Hello hackers,
I have just taken a look at some Wikimedia pages, and it struck me as odd that inline math was rendered without attention to the baseline.
If you are running your equations through LaTeX, I'd strongly suggest taking a look at the preview.sty package: this package will make it possible to produce either DVI files (for processing with dvipng, _very_ fast), PostScript or PDF files (through LaTeX/dvips or PDFLaTeX) with tight bounding boxes (using the "tightpage" option).
If you use the "lyx" option to preview.sty, the respective image information _including_ the baseline info will be written to the log file and to standard output from which it is easy to parse it.
Alternatively, you can tell dvipng to output height and depth information when converting from dvi to PNG files. This info, again, can easily be parsed.
As a result, you can produce appropriate image alignment tags that will make inline math produced with TeX align perfectly with its surroundings.
And this stuff is _fast_, very much so if you use dvipng.
preview-latex URL:http://preview-latex.sourceforge.net uses it as the base for WYSIWYG editing of LaTeX in Emacs windows, and it works comfortably with large documents on slow processors.
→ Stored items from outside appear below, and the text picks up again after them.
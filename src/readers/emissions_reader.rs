use std::path::Path;
use tracing::{debug, info};

use crate::error::Result;
use crate::models::RawEmissionRow;
use crate::readers::workbook_reader::{SheetTable, WorkbookReader};
use crate::utils::constants::{SECTOR_COLUMN, YEAR_COLUMN};

/// Outcome of loading the primary workbook.
#[derive(Debug, Clone, Default)]
pub struct LoadReport {
    pub sheets_read: Vec<String>,
    pub sheets_skipped: Vec<String>,
    pub rows: usize,
}

impl LoadReport {
    pub fn summary(&self) -> String {
        let mut summary = format!(
            "Workbook Load Summary:\n\
            - Sheets read: {}\n\
            - Sheets skipped: {}\n\
            - Long-format rows: {}",
            self.sheets_read.len(),
            self.sheets_skipped.len(),
            self.rows
        );
        if !self.sheets_skipped.is_empty() {
            summary.push_str(&format!(
                "\n- Skipped (missing id columns): {}",
                self.sheets_skipped.join(", ")
            ));
        }
        summary
    }
}

/// Reads the primary workbook (one sheet per region) and unpivots the
/// scenario columns into long rows.
pub struct EmissionsReader {
    year_column: String,
    sector_column: String,
}

impl EmissionsReader {
    pub fn new() -> Self {
        Self {
            year_column: YEAR_COLUMN.to_string(),
            sector_column: SECTOR_COLUMN.to_string(),
        }
    }

    pub fn with_id_columns(year_column: &str, sector_column: &str) -> Self {
        Self {
            year_column: year_column.trim().to_string(),
            sector_column: sector_column.trim().to_string(),
        }
    }

    /// Read the workbook at `path` into raw long rows.
    pub fn read_workbook(&self, path: &Path) -> Result<(Vec<RawEmissionRow>, LoadReport)> {
        let sheets = WorkbookReader::new().read_sheets(path)?;
        let (rows, report) = self.unpivot_sheets(&sheets);
        info!(
            path = %path.display(),
            sheets = report.sheets_read.len(),
            skipped = report.sheets_skipped.len(),
            rows = report.rows,
            "Loaded emissions workbook"
        );
        Ok((rows, report))
    }

    /// Unpivot every qualifying sheet; sheets without both id columns are skipped.
    pub fn unpivot_sheets(&self, sheets: &[SheetTable]) -> (Vec<RawEmissionRow>, LoadReport) {
        let mut rows = Vec::new();
        let mut report = LoadReport::default();

        for sheet in sheets {
            match self.unpivot_sheet(sheet) {
                Some(sheet_rows) => {
                    report.sheets_read.push(sheet.name.clone());
                    rows.extend(sheet_rows);
                }
                None => {
                    debug!(sheet = %sheet.name, "Skipping sheet without id columns");
                    report.sheets_skipped.push(sheet.name.clone());
                }
            }
        }

        report.rows = rows.len();
        (rows, report)
    }

    /// Melt one sheet: every non-id column is a scenario. Rows come out
    /// scenario by scenario, each in sheet row order.
    pub fn unpivot_sheet(&self, sheet: &SheetTable) -> Option<Vec<RawEmissionRow>> {
        let year_idx = sheet.column_index(&self.year_column)?;
        let sector_idx = sheet.column_index(&self.sector_column)?;

        let scenario_columns: Vec<(usize, &String)> = sheet
            .headers
            .iter()
            .enumerate()
            .filter(|(_, h)| **h != self.year_column && **h != self.sector_column)
            .collect();

        let mut rows = Vec::with_capacity(scenario_columns.len() * sheet.row_count());
        for (col_idx, scenario) in scenario_columns {
            for row in &sheet.rows {
                rows.push(RawEmissionRow {
                    year: row[year_idx].clone(),
                    sector: row[sector_idx].clone(),
                    scenario: scenario.clone(),
                    region: sheet.name.clone(),
                    emissions: row[col_idx].clone(),
                });
            }
        }

        Some(rows)
    }
}

impl Default for EmissionsReader {
    fn default() -> Self {
        Self::new()
    }
}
On Thu, May 13, 2004 at 10:27:40PM +0200, David Kastrup wrote:
Hello hackers,
I have just taken a look at some Wikimedia pages, and it struck me as odd that inline math was rendered without attention to the baseline.
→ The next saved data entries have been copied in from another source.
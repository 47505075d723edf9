use ghg_processor::cli::{run_session, ExploreSession, SelectionArgs};
use ghg_processor::config::{Settings, SettingsOverrides};
use ghg_processor::dashboard::{Dashboard, NationalSource, NoticeKind, ViewOutcome};
use ghg_processor::models::{RegionFilter, Sector, SectorFilter, Selection};
use ghg_processor::processors::{
    sector_snapshot, trend, IntegrityChecker, Normalizer,
};
use ghg_processor::readers::{EmissionsReader, WorkbookCache};
use ghg_processor::writers::{CsvWriter, ParquetWriter};
use ghg_processor::{ProcessingError, Result};
use pretty_assertions::assert_eq;
use rust_xlsxwriter::Workbook;
use std::path::{Path, PathBuf};
use tempfile::TempDir;

const REF: &str = "Reference Case";
const ADD: &str = "Additional Measures Case";

enum Cell {
    S(&'static str),
    N(f64),
}

use Cell::{N, S};

fn write_workbook(path: &Path, sheets: &[(&str, Vec<Vec<Cell>>)]) {
    let mut workbook = Workbook::new();
    for (name, rows) in sheets {
        let worksheet = workbook.add_worksheet();
        worksheet.set_name(*name).unwrap();
        for (r, row) in rows.iter().enumerate() {
            for (c, cell) in row.iter().enumerate() {
                match cell {
                    S(text) => worksheet.write_string(r as u32, c as u16, *text).unwrap(),
                    N(value) => worksheet.write_number(r as u32, c as u16, *value).unwrap(),
                };
            }
        }
    }
    workbook.save(path).unwrap();
}

fn primary_workbook(dir: &Path) -> PathBuf {
    let path = dir.join("provincial.xlsx");
    let header = || vec![S("Year"), S("Economic Sector"), S(REF), S(ADD)];
    write_workbook(
        &path,
        &[
            (
                "Ontario",
                vec![
                    header(),
                    vec![N(2030.0), S("Agriculture"), N(10.0), N(7.0)],
                    vec![N(2030.0), S("Totals"), N(100.0), N(90.0)],
                    vec![N(2035.0), S("Agriculture"), N(9.0), N(6.0)],
                ],
            ),
            (
                "Quebec",
                vec![
                    header(),
                    vec![N(2030.0), S("Agriculture"), N(5.0), N(4.0)],
                    vec![S("N/A"), S("Buildings"), N(3.0), S("n/a")],
                ],
            ),
            ("Notes", vec![vec![S("Source")], vec![S("ECCC projections")]]),
        ],
    );
    path
}

fn national_workbook(dir: &Path, year_header: &'static str) -> PathBuf {
    let path = dir.join("national.xlsx");
    let header = || vec![S(year_header), S("Scenario"), S("Sector"), S("Emissions (Mt)")];
    write_workbook(
        &path,
        &[
            (
                "Detailed",
                vec![
                    header(),
                    vec![N(2030.0), S("Reference Case (Detailed)"), S("Total"), N(650.0)],
                    vec![N(2030.0), S("Reference Case (Detailed)"), S("Buildings"), N(80.0)],
                ],
            ),
            (
                "Summary",
                vec![
                    header(),
                    vec![N(2030.0), S("Additional Measures scenario summary"), S("Total"), N(600.0)],
                ],
            ),
        ],
    );
    path
}

fn settings_for(dir: &Path, primary: PathBuf, national: Option<PathBuf>) -> Settings {
    let config = dir.join("ghg.toml");
    std::fs::write(&config, "").unwrap();
    Settings::load(Some(&config))
        .unwrap()
        .with_overrides(SettingsOverrides {
            primary_workbook: Some(primary),
            secondary_workbook: national,
            default_year: None,
            output_dir: Some(dir.join("output")),
        })
        .unwrap()
}

fn load(path: &Path) -> ghg_processor::models::EmissionTable {
    let (rows, _report) = EmissionsReader::new().read_workbook(path).unwrap();
    Normalizer::new().normalize(rows)
}

#[test]
fn test_reshape_tags_regions_and_skips_sheets_without_id_columns() {
    let dir = TempDir::new().unwrap();
    let path = primary_workbook(dir.path());

    let (rows, report) = EmissionsReader::new().read_workbook(&path).unwrap();

    assert_eq!(report.sheets_read, vec!["Ontario", "Quebec"]);
    assert_eq!(report.sheets_skipped, vec!["Notes"]);
    assert_eq!(rows.len(), 3 * 2 + 2 * 2);
    assert_eq!(rows.iter().filter(|r| r.region == "Ontario").count(), 6);
    assert_eq!(rows.iter().filter(|r| r.region == "Quebec").count(), 4);
}

#[test]
fn test_coercion_turns_text_into_nulls() {
    let dir = TempDir::new().unwrap();
    let table = load(&primary_workbook(dir.path()));

    let buildings: Vec<_> = table
        .records()
        .iter()
        .filter(|r| r.sector == "Buildings")
        .collect();
    assert_eq!(buildings.len(), 2);
    assert!(buildings.iter().all(|r| r.year.is_none()));
    let additional = buildings.iter().find(|r| r.scenario == ADD).unwrap();
    assert_eq!(additional.emissions, None);

    let report = IntegrityChecker::new().check_integrity(&table);
    assert_eq!(report.null_years, 2);
    assert_eq!(report.null_emissions, 1);
    assert_eq!(report.unknown_sectors, vec!["Totals"]);
}

#[test]
fn test_totals_only_reach_unrestricted_views() {
    let dir = TempDir::new().unwrap();
    let table = load(&primary_workbook(dir.path()));
    let selection = Selection::new(REF, 2030);

    let snapshot = sector_snapshot(&table, &selection);
    assert!(snapshot.iter().all(|row| row.sector == Sector::Agriculture));
    assert_eq!(snapshot[0].emissions, 15.0);

    let totals = trend(&table, &selection.clone().with_sector(SectorFilter::Only("Totals".into())));
    assert_eq!(totals.len(), 1);
    assert_eq!(totals[0].emissions, 100.0);
}

#[test]
fn test_trend_sums_regions() {
    let dir = TempDir::new().unwrap();
    let table = load(&primary_workbook(dir.path()));
    let selection =
        Selection::new(REF, 2030).with_sector(SectorFilter::Only("Agriculture".to_string()));

    let rows = trend(&table, &selection);

    assert_eq!(rows.len(), 2);
    assert_eq!((rows[0].year, rows[0].emissions), (2030, 15.0));
    assert_eq!((rows[1].year, rows[1].emissions), (2035, 9.0));
}

#[test]
fn test_dashboard_delta_and_national_trend() {
    let dir = TempDir::new().unwrap();
    let table = load(&primary_workbook(dir.path()));
    let national = national_workbook(dir.path(), "Year");
    let selection = Selection::new(REF, 2030).with_region(RegionFilter::Only("Ontario".into()));

    let dashboard = Dashboard::build(&table, &selection, NationalSource::load(Some(&national)));

    assert_eq!(dashboard.ready_views(), 6);
    let grid = dashboard.scenario_delta.data().unwrap();
    assert_eq!(grid.get(Sector::Agriculture, 2030), Some(-3.0));
    assert_eq!(grid.get(Sector::Agriculture, 2035), Some(-3.0));

    let points = dashboard.national_trend.data().unwrap();
    assert_eq!(points.len(), 2);
    assert_eq!(points[0].scenario, ADD);
    assert_eq!(points[0].value, 600.0);
    assert_eq!(points[1].scenario, REF);
    assert_eq!(points[1].value, 650.0);

    let regions = dashboard.region_snapshot.data().unwrap();
    assert_eq!(regions[0].region, "Ontario");
    assert_eq!(regions[0].emissions, 110.0);
}

#[test]
fn test_missing_year_header_only_disables_national_trend() {
    let dir = TempDir::new().unwrap();
    let table = load(&primary_workbook(dir.path()));
    let national = national_workbook(dir.path(), "Period");

    let dashboard = Dashboard::build(
        &table,
        &Selection::new(REF, 2030),
        NationalSource::load(Some(&national)),
    );

    assert!(matches!(dashboard.national_trend, ViewOutcome::Unavailable(_)));
    assert_eq!(dashboard.ready_views(), 5);
    let notice = dashboard
        .notices
        .iter()
        .find(|n| n.kind == NoticeKind::SchemaDiscovery)
        .unwrap();
    assert!(notice.message.contains("year"));
    assert!(notice.message.contains("Period"));
}

#[test]
fn test_normalization_is_idempotent() {
    let dir = TempDir::new().unwrap();
    let table = load(&primary_workbook(dir.path()));

    let again = Normalizer::new().renormalize(&table);

    assert_eq!(again.records(), table.records());
}

#[test]
fn test_missing_primary_workbook_is_fatal() {
    let dir = TempDir::new().unwrap();
    let err = EmissionsReader::new()
        .read_workbook(&dir.path().join("absent.xlsx"))
        .unwrap_err();

    assert!(err.is_missing_file());
}

#[test]
fn test_export_roundtrip() -> Result<()> {
    let dir = TempDir::new()?;
    let table = load(&primary_workbook(dir.path()));

    let parquet_path = dir.path().join("emissions.parquet");
    let writer = ParquetWriter::new().with_compression("zstd")?;
    writer.write_table(&table, &parquet_path)?;
    assert_eq!(writer.read_table(&parquet_path)?.records(), table.records());
    assert_eq!(writer.get_file_info(&parquet_path)?.total_rows, 10);

    let csv_path = dir.path().join("emissions.csv");
    CsvWriter::new().write_table(&table, &csv_path)?;
    let content = std::fs::read_to_string(&csv_path)?;
    assert_eq!(content.lines().count(), 11);
    assert!(content.contains(",Buildings,Additional Measures Case,Quebec,"));
    Ok(())
}

#[test]
fn test_workbook_cache_reuses_unchanged_files() {
    let dir = TempDir::new().unwrap();
    let path = primary_workbook(dir.path());
    let mut cache = WorkbookCache::new();

    let first = cache.sheets(&path).unwrap();
    let second = cache.sheets(&path).unwrap();

    assert_eq!(first.len(), 3);
    assert!(std::sync::Arc::ptr_eq(&first, &second));
    assert_eq!((cache.hits(), cache.misses()), (1, 1));

    std::fs::remove_file(&path).unwrap();
    assert!(matches!(
        cache.sheets(&path),
        Err(ProcessingError::MissingFile { .. })
    ));
}

#[test]
fn test_explore_session_updates_selection() {
    let dir = TempDir::new().unwrap();
    let primary = primary_workbook(dir.path());
    let settings = settings_for(dir.path(), primary, None);

    let mut session = ExploreSession::start(settings, &SelectionArgs::default()).unwrap();
    assert_eq!(session.selection().scenario, ADD);
    assert_eq!(session.selection().year, 2030);

    let input = "region Ontario\nyear 2035\nregion Atlantis\nscenario Reference Case\nquit\nyear 2030\n";
    let mut out = Vec::new();
    run_session(&mut session, input.as_bytes(), &mut out).unwrap();
    let out = String::from_utf8(out).unwrap();

    let selection = session.selection();
    assert_eq!(selection.scenario, REF);
    assert_eq!(selection.region, RegionFilter::Only("Ontario".to_string()));
    assert_eq!(selection.year, 2035);
    assert!(out.contains("unknown region 'Atlantis'"));
    assert!(out.contains("Emissions by province"));

    // Start plus four redraws, each served from the cache after the first parse
    assert_eq!(session.cache().misses(), 1);
    assert_eq!(session.cache().hits(), 4);
}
HTML side is the difficult one, not the TeX side. How to do that in HTML ?
Tomasz Wegrzanowski wrote:
On Thu, May 13, 2004 at 10:27:40PM +0200, David Kastrup wrote:
I have just taken a look at some Wikimedia pages, and it struck me as
odd that inline math was rendered without attention to the baseline.
HTML side is the difficult one, not the TeX side. How to do that in HTML ?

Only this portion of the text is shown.